A fiduciary duty is an obligation to act with loyalty and good faith on behalf of someone or some entity, and it is the highest duty recognized by the law. In its simplest terms, it means that the “fiduciary” (the one who has the duty) owes to the “beneficiary” (the one to whom the duty is owed) the highest degree of care and devotion. The fiduciary must always act in the best interests of the beneficiary. This means that a fiduciary can never take any action which harms the beneficiary, either intentionally or negligently, and may be held liable for actions that damage the beneficiary. The fiduciary must also take care that his or her own interests do not conflict with the interests of the beneficiary.

Since the responsibilities of a fiduciary position are so important, we understand that it may seem overwhelming to owe such a duty to someone or something.
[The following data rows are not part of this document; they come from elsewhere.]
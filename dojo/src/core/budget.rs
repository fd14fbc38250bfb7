//! Wall-clock budget helpers for the episode clock.

use std::time::{Duration, Instant};

/// Time left until `deadline`, saturating at zero.
pub fn remaining_budget(deadline: Instant, now: Instant) -> Duration {
    deadline
        .checked_duration_since(now)
        .unwrap_or(Duration::from_secs(0))
}

/// Per-execution timeout: the configured timeout, capped by what is left of
/// the episode. Never returns zero so a child always gets a chance to start.
pub fn execution_timeout(configured: Duration, deadline: Instant, now: Instant) -> Duration {
    configured
        .min(remaining_budget(deadline, now))
        .max(Duration::from_millis(1))
}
Our attorneys are here to help you determine if your relationship to another person or entity is a fiduciary one, and to help you understand the scope of your legal obligations and any risks that may come with such a fiduciary duty. Our attorneys have decades of experience both advising and fiduciaries and serving as fiduciaries.
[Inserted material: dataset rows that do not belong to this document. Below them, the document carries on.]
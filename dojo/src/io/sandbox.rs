//! Execution collaborator: runs submitted code in a node workspace.
//!
//! The [`CodeRunner`] trait decouples the environment from the actual
//! interpreter. Tests use scripted runners that return canned outcomes
//! without spawning processes.

use std::fs;
use std::path::PathBuf;
use std::process::Command;
use std::time::Duration;

use anyhow::{Context, Result};
use tracing::{debug, info, instrument, warn};

use crate::core::types::ExecutionOutcome;
use crate::io::paths::NodeWorkspace;
use crate::io::process::run_with_timeout;

/// Env var pointing submitted code at the competition's public data.
pub const DATA_DIR_ENV: &str = "DOJO_DATA_DIR";
/// Env var pointing submitted code at its own workspace.
pub const WORKSPACE_ENV: &str = "DOJO_WORKSPACE";

/// Parameters for one code execution.
#[derive(Debug, Clone)]
pub struct RunRequest<'a> {
    pub code: &'a str,
    pub workspace: &'a NodeWorkspace,
    pub timeout: Duration,
}

/// What happened when the code ran.
#[derive(Debug, Clone, PartialEq)]
pub struct RunReport {
    pub outcome: ExecutionOutcome,
    /// Captured output, used as the debug trace for failed attempts.
    pub trace: String,
    pub duration: Duration,
}

/// Abstraction over code execution backends.
pub trait CodeRunner {
    /// Run `request.code` inside `request.workspace`.
    ///
    /// Errors mean the runner itself failed (e.g. could not spawn); the
    /// environment records them as `runtime_error`.
    fn run(&self, request: &RunRequest<'_>) -> Result<RunReport>;
}

/// Runs code as `python solution.py` with the workspace as working directory.
#[derive(Debug, Clone)]
pub struct PythonRunner {
    pub python: String,
    pub data_dir: PathBuf,
    pub output_limit_bytes: usize,
}

impl CodeRunner for PythonRunner {
    #[instrument(skip_all, fields(workspace = %request.workspace.dir.display(), timeout_secs = request.timeout.as_secs()))]
    fn run(&self, request: &RunRequest<'_>) -> Result<RunReport> {
        let workspace = request.workspace;
        workspace.create()?;
        workspace.clear_outputs()?;
        fs::write(&workspace.solution_path, request.code)
            .with_context(|| format!("write {}", workspace.solution_path.display()))?;

        let data_dir = absolute(&self.data_dir);
        let mut cmd = Command::new(&self.python);
        cmd.arg(&workspace.solution_path)
            .current_dir(&workspace.dir)
            .env(DATA_DIR_ENV, &data_dir)
            .env(WORKSPACE_ENV, absolute(&workspace.dir));

        info!("executing solution");
        let output = run_with_timeout(cmd, None, request.timeout, self.output_limit_bytes)
            .with_context(|| format!("run {}", self.python))?;
        let trace = output.render_log("solution");
        fs::write(&workspace.exec_log_path, &trace)
            .with_context(|| format!("write {}", workspace.exec_log_path.display()))?;

        let outcome = if output.timed_out {
            warn!(elapsed_ms = output.elapsed.as_millis() as u64, "solution timed out");
            ExecutionOutcome::Timeout
        } else if output.status.success() {
            ExecutionOutcome::Success
        } else {
            debug!(exit_code = ?output.status.code(), "solution failed");
            ExecutionOutcome::RuntimeError
        };

        Ok(RunReport {
            outcome,
            trace,
            duration: output.elapsed,
        })
    }
}

fn absolute(path: &std::path::Path) -> PathBuf {
    std::path::absolute(path).unwrap_or_else(|_| path.to_path_buf())
}

#[cfg(all(test, unix))]
mod tests {
    use super::*;

    /// Uses `sh` as the interpreter so the test needs no Python install.
    fn runner(data_dir: PathBuf) -> PythonRunner {
        PythonRunner {
            python: "sh".to_string(),
            data_dir,
            output_limit_bytes: 10_000,
        }
    }

    #[test]
    fn success_writes_solution_and_log() {
        let temp = tempfile::tempdir().expect("tempdir");
        let ws = NodeWorkspace::new(temp.path().join("ws/0"));
        let report = runner(temp.path().to_path_buf())
            .run(&RunRequest {
                code: "echo \"data=$DOJO_DATA_DIR\"",
                workspace: &ws,
                timeout: Duration::from_secs(5),
            })
            .expect("run");

        assert_eq!(report.outcome, ExecutionOutcome::Success);
        assert!(report.trace.contains("data=/"));
        assert!(ws.solution_path.is_file());
        assert!(ws.exec_log_path.is_file());
    }

    #[test]
    fn nonzero_exit_is_runtime_error() {
        let temp = tempfile::tempdir().expect("tempdir");
        let ws = NodeWorkspace::new(temp.path().join("ws/1"));
        let report = runner(temp.path().to_path_buf())
            .run(&RunRequest {
                code: "echo boom >&2; exit 1",
                workspace: &ws,
                timeout: Duration::from_secs(5),
            })
            .expect("run");

        assert_eq!(report.outcome, ExecutionOutcome::RuntimeError);
        assert!(report.trace.contains("boom"));
    }

    #[test]
    fn slow_code_times_out() {
        let temp = tempfile::tempdir().expect("tempdir");
        let ws = NodeWorkspace::new(temp.path().join("ws/2"));
        let report = runner(temp.path().to_path_buf())
            .run(&RunRequest {
                code: "exec sleep 5",
                workspace: &ws,
                timeout: Duration::from_millis(100),
            })
            .expect("run");

        assert_eq!(report.outcome, ExecutionOutcome::Timeout);
    }

    #[test]
    fn stale_submission_is_removed_before_running() {
        let temp = tempfile::tempdir().expect("tempdir");
        let ws = NodeWorkspace::new(temp.path().join("ws/3"));
        ws.create().expect("create");
        fs::write(&ws.submission_path, "id,label\n3,0\n").expect("old submission");

        let report = runner(temp.path().to_path_buf())
            .run(&RunRequest {
                code: "echo 'writes nothing'",
                workspace: &ws,
                timeout: Duration::from_secs(5),
            })
            .expect("run");

        assert_eq!(report.outcome, ExecutionOutcome::Success);
        assert!(!ws.submission_path.exists());
    }

    #[test]
    fn timeout_is_enforced_with_background_workers() {
        let temp = tempfile::tempdir().expect("tempdir");
        let ws = NodeWorkspace::new(temp.path().join("ws/4"));
        let started = std::time::Instant::now();
        let report = runner(temp.path().to_path_buf())
            .run(&RunRequest {
                code: "sleep 4 & sleep 30",
                workspace: &ws,
                timeout: Duration::from_millis(200),
            })
            .expect("run");

        assert_eq!(report.outcome, ExecutionOutcome::Timeout);
        assert!(started.elapsed() < Duration::from_secs(3));
    }
}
Services & Questions related to Powers of Attorney

Do I have a Fiduciary Duty?

Oftentimes, a fiduciary duty can arise without you even expressly agreeing to undertake it because it is inherent in a role you assumed. Some common instances where a fiduciary duty exists include:

  • Director or officer of a corporation to its shareholders
  • Personal Representative of a probate estate to the estate’s beneficiaries
  • Trustee of a trust to its beneficiaries
  • Partner to all other partners in a partnership
  • Agent to principal (such as under a Power of Attorney)
  • Guardian to beneficiary
  • Conservator to beneficiary

If you hold one of the roles marked in italics, you owe some level of fiduciary duty in the District of Columbia, Virginia, and Maryland. QRG attorneys can counsel you on your responsibilities and help you navigate the choices that may arise.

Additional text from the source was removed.